Pub. L. 109–364, div. A, title VIII, §817, Oct. 17, 2006, 120 Stat. 2326 , as amended by Pub. L. 116–92, div. A, title IX, §902(43), Dec. 20, 2019, 133 Stat. 1547 , provided that:

"(a) Inspector General Reviews and Determinations.-

"(1) In general.-For each covered non-defense agency, the Inspector General of the Department of Defense and the Inspector General of such non-defense agency shall, not later than March 15, 2007, jointly-

"(A) review-

"(i) the procurement policies, procedures, and internal controls of such non-defense agency that are applicable to the procurement of property and services on behalf of the Department by such non-defense agency; and

"(ii) the administration of those policies, procedures, and internal controls; and

"(B) determine in writing whether-

"(i) such non-defense agency is compliant with defense procurement requirements;

"(ii) such non-defense agency is not compliant with defense procurement requirements, but has a program or initiative to significantly improve compliance with defense procurement requirements;

"(iii) neither of the conclusions stated in clauses (i) and (ii) is correct in the case of such non-defense agency; or

"(iv) such non-defense agency is not compliant with defense procurement requirements to such an extent that the interests of the Department of Defense are at risk in procurements conducted by such non-defense agency.

"(2) Actions following certain determinations.-If the Inspectors General determine under paragraph (1) that a conclusion stated in clause (ii), (iii), or (iv) of subparagraph (B) of that paragraph is correct in the case of a covered non-defense agency, such Inspectors General shall, not later than June 15, 2008, jointly-

"(A) conduct a second review, as described in subparagraph (A) of that paragraph, regarding such non-defense agency's procurement of property or services on behalf of the Department of Defense in fiscal year 2007; and

"(B) determine in writing whether such non-defense agency is or is not compliant with defense procurement requirements.

"(b) Compliance With Defense Procurement Requirements.-For the purposes of this section, a covered non-defense agency is compliant with defense procurement requirements if such non-defense agency's procurement policies, procedures, and internal controls applicable to the procurement of products and services on behalf of the Department of Defense, and the manner in which they are administered, are adequate to ensure such non-defense agency's compliance with the requirements of laws and regulations that apply to procurements of property and services made directly by the Department of Defense.

"(c) Memoranda of Understanding Between Inspectors General.-

"(1) In general.-Not later than 60 days after the date of the enactment of this Act [Oct. 17, 2006], the Inspector General of the Department of Defense and the Inspector General of each covered non-defense agency shall enter into a memorandum of understanding with each other to carry out the reviews and make the determinations required by this section.

"(2) Scope of memoranda.-The Inspector General of the Department of Defense and the Inspector General of a covered non-defense agency may by mutual agreement conduct separate reviews of the procurement of property and services on behalf of the Department of Defense that are conducted by separate business units, or under separate governmentwide acquisition contracts, of such non-defense agency.

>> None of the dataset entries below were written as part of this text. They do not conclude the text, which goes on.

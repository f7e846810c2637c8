use std::sync::Arc;
use std::time::Instant;

use async_stream::stream;
use axum::body::Body;
use axum::extract::{Path, State};
use axum::http::header::{
    ACCEPT_RANGES, AUTHORIZATION, CONTENT_DISPOSITION, CONTENT_LENGTH, CONTENT_RANGE,
    CONTENT_TYPE, LAST_MODIFIED, RANGE, SERVER,
};
use axum::http::{HeaderMap, Response, StatusCode};
use axum::response::{Html, IntoResponse};
use axum::Json;
use bytes::Bytes;
use futures::StreamExt;
use serde::Deserialize;
use serde_json::json;
use tokio::sync::mpsc;
use tracing::{debug, error, info, warn};

use crate::config::AppConfig;
use crate::error::{GatewayError, GatewayResult};
use crate::fetcher::ChunkFetcher;
use crate::ingest::{IngestProgress, IngestReceipt, Ingestor, ProgressSender};
use crate::links::LinkRegistry;
use crate::page::{sanitize_filename, ShowPage};
use crate::pool::SessionPool;
use crate::range::{parse_range_header, RangeRequest};
use crate::store::{Media, ObjectDescriptor, ObjectStore};
use crate::trace::{trace_event, SharedTrace};
use crate::translator::{stream_range, FetchPlan, ObjectReader};

const SERVER_NAME: &str = concat!("linkstream/", env!("CARGO_PKG_VERSION"));
const FILE_NAME_HEADER: &str = "x-file-name";
const PROGRESS_BUFFER: usize = 16;

/// Shared application state injected into every request handler.
#[derive(Clone)]
pub struct AppState {
    pub config: Arc<AppConfig>,
    pub pool: Arc<SessionPool<dyn ObjectStore>>,
    pub fetcher: Arc<ChunkFetcher>,
    pub links: Arc<LinkRegistry>,
    pub ingestor: Arc<Ingestor>,
    pub trace: SharedTrace,
}

impl AppState {
    fn object(&self, sequence: u64) -> ObjectDescriptor {
        ObjectDescriptor::new(self.config.container.clone(), sequence)
    }
}

// ---------------------------------------------------------------------------
// Streaming endpoint
// ---------------------------------------------------------------------------

pub async fn handle_stream(
    State(state): State<AppState>,
    Path((object_id, _file_name)): Path<(u64, String)>,
    headers: HeaderMap,
) -> GatewayResult<Response<Body>> {
    let object = state.object(object_id);
    serve(&state, &object, &headers, true).await.inspect_err(|e| {
        warn!(
            object = %object,
            range = %range_label(&headers),
            "stream request failed: {e}"
        )
    })
}

/// Same headers as GET, no body, no workload taken.
pub async fn handle_stream_head(
    State(state): State<AppState>,
    Path((object_id, _file_name)): Path<(u64, String)>,
    headers: HeaderMap,
) -> GatewayResult<Response<Body>> {
    let object = state.object(object_id);
    serve(&state, &object, &headers, false).await.inspect_err(|e| {
        debug!(
            object = %object,
            range = %range_label(&headers),
            "head request failed: {e}"
        )
    })
}

/// Raw `Range` header for log lines, `-` when absent.
fn range_label(headers: &HeaderMap) -> &str {
    headers
        .get(RANGE)
        .and_then(|v| v.to_str().ok())
        .unwrap_or("-")
}

async fn serve(
    state: &AppState,
    object: &ObjectDescriptor,
    headers: &HeaderMap,
    with_body: bool,
) -> GatewayResult<Response<Body>> {
    let (_, store) = state.pool.select()?;

    // Live size from the store, so Content-Length is not promised from a
    // stale copy.
    let media = store
        .stat(object)
        .await?
        .ok_or_else(|| GatewayError::NotFound(object.to_string()))?;

    let range = parse_range_header(
        headers.get(RANGE).and_then(|v| v.to_str().ok()),
        media.size,
    )?;

    let Some(effective) = range.or_else(|| RangeRequest::full(media.size)) else {
        // Empty object, no range: 200 with an empty body.
        return Ok(build_response(&media, None, 0, Body::empty()));
    };
    let plan = FetchPlan::new(media.size, effective, state.config.chunk_size)?;

    if !with_body {
        return Ok(build_response(
            &media,
            range,
            plan.requested_length,
            Body::empty(),
        ));
    }

    // Select and acquire under one lock so a burst of requests spreads out.
    let guard = state.pool.checkout()?;
    let client = guard.id();
    info!(
        object = %object,
        client,
        from = effective.from_byte,
        until = effective.until_byte,
        parts = plan.part_count,
        "stream start"
    );
    trace_event(&state.trace, || json!({
        "event": "stream_start",
        "object": object.to_string(),
        "from": effective.from_byte,
        "until": effective.until_byte,
        "parts": plan.part_count,
        "client": client,
    }));

    let reader = ObjectReader {
        fetcher: state.fetcher.clone(),
        store: guard.handle().clone(),
        object: object.clone(),
        partition: media.partition.clone(),
    };
    let chunks = stream_range(plan, reader, state.trace.clone());
    let trace = state.trace.clone();
    let label = object.to_string();

    let body_stream = stream! {
        // Dropping the guard, on completion or when the client goes away and
        // hyper drops this body, releases the workload.
        let _guard = guard;
        let t0 = Instant::now();
        let mut sent = 0u64;
        let mut chunks = std::pin::pin!(chunks);

        while let Some(item) = chunks.next().await {
            match item {
                Ok(bytes) => {
                    sent += bytes.len() as u64;
                    yield Ok::<Bytes, std::io::Error>(bytes);
                }
                Err(e) => {
                    error!(
                        object = %label,
                        client,
                        from = effective.from_byte,
                        until = effective.until_byte,
                        sent,
                        "stream aborted: {e}"
                    );
                    yield Err(std::io::Error::other("upstream fetch failed"));
                    return;
                }
            }
        }

        if sent < plan.requested_length {
            warn!(
                object = %label,
                client,
                sent,
                promised = plan.requested_length,
                "object ended before the declared length"
            );
        } else {
            info!(object = %label, client, sent, "stream done");
        }
        trace_event(&trace, || json!({
            "event": "stream_done",
            "object": label,
            "sent": sent,
            "elapsed_ms": t0.elapsed().as_secs_f64() * 1000.0,
        }));
    };

    Ok(build_response(
        &media,
        range,
        plan.requested_length,
        Body::from_stream(body_stream),
    ))
}

fn build_response(
    media: &Media,
    range: Option<RangeRequest>,
    content_length: u64,
    body: Body,
) -> Response<Body> {
    let status = if range.is_some() {
        StatusCode::PARTIAL_CONTENT
    } else {
        StatusCode::OK
    };

    let mut b = Response::builder()
        .status(status)
        .header(SERVER, SERVER_NAME)
        .header(CONTENT_TYPE, media.content_type())
        .header(ACCEPT_RANGES, "bytes")
        .header(CONTENT_LENGTH, content_length)
        .header(
            CONTENT_DISPOSITION,
            format!("inline; filename=\"{}\"", sanitize_filename(&media.name)),
        );
    if let Some(r) = range {
        b = b.header(CONTENT_RANGE, r.content_range(media.size));
    }
    if let Some(v) = &media.last_modified {
        b = b.header(LAST_MODIFIED, v.as_str());
    }
    b.body(body)
        .unwrap_or_else(|_| GatewayError::Internal("invalid response header".into()).into_response())
}

// ---------------------------------------------------------------------------
// Landing page
// ---------------------------------------------------------------------------

pub async fn handle_show(
    State(state): State<AppState>,
    Path(token): Path<String>,
) -> GatewayResult<Html<String>> {
    show_page(&state, &token)
        .await
        .map(|page| Html(page.render()))
        .inspect_err(|e| warn!(token = %token, "show request failed: {e}"))
}

async fn show_page(state: &AppState, token: &str) -> GatewayResult<ShowPage> {
    let object = state.links.resolve(token)?;
    let (_, store) = state.pool.select()?;
    let media = store
        .stat(&object)
        .await?
        .ok_or_else(|| GatewayError::NotFound(object.to_string()))?;
    Ok(ShowPage::new(&state.config.base_url, object.sequence, &media))
}

// ---------------------------------------------------------------------------
// Ingestion
// ---------------------------------------------------------------------------

pub async fn handle_upload(
    State(state): State<AppState>,
    headers: HeaderMap,
    body: Body,
) -> GatewayResult<Json<IngestReceipt>> {
    let name = headers
        .get(FILE_NAME_HEADER)
        .and_then(|v| v.to_str().ok())
        .map(|v| {
            urlencoding::decode(v)
                .map(|n| n.into_owned())
                .unwrap_or_else(|_| v.to_string())
        })
        .ok_or_else(|| GatewayError::BadRequest("missing X-File-Name header".into()))?;
    let mime_type = headers
        .get(CONTENT_TYPE)
        .and_then(|v| v.to_str().ok())
        .filter(|v| !v.is_empty());

    let receipt = state
        .ingestor
        .ingest_stream(
            &name,
            mime_type,
            body.into_data_stream(),
            Some(progress_logger(name.clone())),
        )
        .await
        .inspect_err(|e| warn!(name = %name, "upload failed: {e}"))?;
    Ok(Json(receipt))
}

#[derive(Debug, Deserialize)]
pub struct UrlIngestRequest {
    pub url: String,
}

pub async fn handle_url(
    State(state): State<AppState>,
    headers: HeaderMap,
    Json(req): Json<UrlIngestRequest>,
) -> GatewayResult<Json<IngestReceipt>> {
    let owner = state
        .config
        .owner_token
        .as_deref()
        .ok_or(GatewayError::Unauthorized)?;
    let presented = headers
        .get(AUTHORIZATION)
        .and_then(|v| v.to_str().ok())
        .and_then(|v| v.strip_prefix("Bearer "));
    if presented != Some(owner) {
        return Err(GatewayError::Unauthorized);
    }

    let receipt = state
        .ingestor
        .ingest_url(&req.url, Some(progress_logger(req.url.clone())))
        .await
        .inspect_err(|e| warn!(url = %req.url, "url ingestion failed: {e}"))?;
    Ok(Json(receipt))
}

/// Channel whose events are only logged; the transfer never waits on it.
fn progress_logger(label: String) -> ProgressSender {
    let (tx, mut rx) = mpsc::channel::<IngestProgress>(PROGRESS_BUFFER);
    tokio::spawn(async move {
        while let Some(p) = rx.recv().await {
            debug!(
                source = %label,
                stage = ?p.stage,
                done = p.bytes_done,
                total = ?p.bytes_total,
                "ingest progress"
            );
        }
    });
    tx
}

// ---------------------------------------------------------------------------
// Status
// ---------------------------------------------------------------------------

pub async fn handle_status(State(state): State<AppState>) -> impl IntoResponse {
    Json(json!({
        "clients": state.pool.snapshot(),
        "cached_sessions": state.fetcher.cached_sessions(),
        "links": state.links.len(),
    }))
}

In any case where such separate reviews are conducted, the Inspectors General shall make separate determinations under paragraph (1) or (2) of subsection (a), as applicable, with respect to each such separate review.

"(d) Limitations on Procurements on Behalf of Department of Defense.-

"(1) Limitation during review period.-After March 15, 2007, and before June 16, 2008, no official of the Department of Defense may, except as provided in subsection (e) or (f), order, purchase, or otherwise procure property or services in an amount in excess of $100,000 through a covered non-defense agency for which a determination described in clause (iii) or (iv) of paragraph (1)(B) of subsection (a) has been made under subsection (a).

"(2) Limitation after review period.-After June 15, 2008, no official of the Department of Defense may, except as provided in subsection (e) or (f), order, purchase, or otherwise procure property or services in an amount in excess of $100,000 through a covered non-defense agency that, having been subject to review under this section, has not been determined under this section as being compliant with defense procurement requirements.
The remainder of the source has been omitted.